Problem. Up to and including the line that contains "value before it", write out each line of the material from its first line, exactly.

Information given.
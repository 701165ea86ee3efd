use std::time::Duration;

use serde::{Deserialize, Serialize};

use crate::error::ValidationError;

/// Upper bound for every minute-valued parameter (one day).
pub const MAX_MINUTES: u32 = 24 * 60;
/// Upper bound for the secondary reminder delay, in seconds.
pub const MAX_SECOND_REMINDER_DELAY: u32 = 60 * 60;

/// Canonical timing parameters for one session.
///
/// Built-in presets and custom modes both resolve to this value before it
/// reaches the controller.
#[derive(Debug, Clone, Copy, PartialEq, Eq, Serialize, Deserialize)]
pub struct ModeParameters {
    pub total_minutes: u32,
    pub interval_minutes: u32,
    /// Upper bound of the random jitter added to each reminder.
    pub random_minutes: u32,
    pub rest_minutes: u32,
    /// Delay of the secondary reminder in seconds; 0 disables it.
    pub second_reminder_delay: u32,
}

impl ModeParameters {
    pub fn new(
        total_minutes: u32,
        interval_minutes: u32,
        random_minutes: u32,
        rest_minutes: u32,
        second_reminder_delay: u32,
    ) -> Self {
        Self {
            total_minutes,
            interval_minutes,
            random_minutes,
            rest_minutes,
            second_reminder_delay,
        }
    }

    /// Check every range invariant. The first violation wins.
    pub fn validate(&self) -> Result<(), ValidationError> {
        check("total_minutes", self.total_minutes, 1, MAX_MINUTES)?;
        check("interval_minutes", self.interval_minutes, 1, MAX_MINUTES)?;
        check("random_minutes", self.random_minutes, 0, MAX_MINUTES)?;
        check("rest_minutes", self.rest_minutes, 1, MAX_MINUTES)?;
        check(
            "second_reminder_delay",
            self.second_reminder_delay,
            0,
            MAX_SECOND_REMINDER_DELAY,
        )?;
        Ok(())
    }

    pub fn total(&self) -> Duration {
        minutes(self.total_minutes)
    }

    pub fn interval(&self) -> Duration {
        minutes(self.interval_minutes)
    }

    pub fn jitter_bound(&self) -> Duration {
        minutes(self.random_minutes)
    }

    pub fn rest(&self) -> Duration {
        minutes(self.rest_minutes)
    }

    pub fn second_delay(&self) -> Duration {
        Duration::from_secs(u64::from(self.second_reminder_delay))
    }
}

impl Default for ModeParameters {
    fn default() -> Self {
        Self::new(90, 15, 2, 20, 10)
    }
}

fn minutes(m: u32) -> Duration {
    Duration::from_secs(u64::from(m) * 60)
}

fn check(field: &'static str, value: u32, min: u32, max: u32) -> Result<(), ValidationError> {
    if value < min || value > max {
        return Err(ValidationError::OutOfRange {
            field,
            value,
            min,
            max,
        });
    }
    Ok(())
}

#[cfg(test)]
mod tests {
    use super::*;

    #[test]
    fn default_parameters_are_valid() {
        assert!(ModeParameters::default().validate().is_ok());
    }

    #[test]
    fn zero_total_is_rejected() {
        let err = ModeParameters::new(0, 10, 0, 5, 0).validate().unwrap_err();
        assert!(matches!(
            err,
            ValidationError::OutOfRange {
                field: "total_minutes",
                ..
            }
        ));
    }

    #[test]
    fn zero_interval_and_rest_are_rejected() {
        assert!(ModeParameters::new(25, 0, 0, 5, 0).validate().is_err());
        assert!(ModeParameters::new(25, 5, 0, 0, 0).validate().is_err());
    }

    #[test]
    fn zero_random_and_second_delay_are_allowed() {
        assert!(ModeParameters::new(25, 25, 0, 5, 0).validate().is_ok());
    }

    #[test]
    fn oversized_values_are_rejected() {
        assert!(ModeParameters::new(MAX_MINUTES + 1, 10, 0, 5, 0)
            .validate()
            .is_err());
        assert!(ModeParameters::new(30, 10, 0, 5, MAX_SECOND_REMINDER_DELAY + 1)
            .validate()
            .is_err());
    }

    #[test]
    fn durations_convert_minutes() {
        let p = ModeParameters::new(30, 10, 1, 5, 7);
        assert_eq!(p.total(), Duration::from_secs(1800));
        assert_eq!(p.interval(), Duration::from_secs(600));
        assert_eq!(p.jitter_bound(), Duration::from_secs(60));
        assert_eq!(p.second_delay(), Duration::from_secs(7));
    }
}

Answer box.
repository 701165ea86ee3efd
use std::time::Duration;

use serde::{Deserialize, Serialize};

use crate::error::ValidationError;

/// Upper bound for every minute-valued parameter (one day).
pub const MAX_MINUTES: u32 = 24 * 60;
/// Upper bound for the secondary reminder delay, in seconds.
pub const MAX_SECOND_REMINDER_DELAY: u32 = 60 * 60;

/// Canonical timing parameters for one session.
///
/// Built-in presets and custom modes both resolve to this value before it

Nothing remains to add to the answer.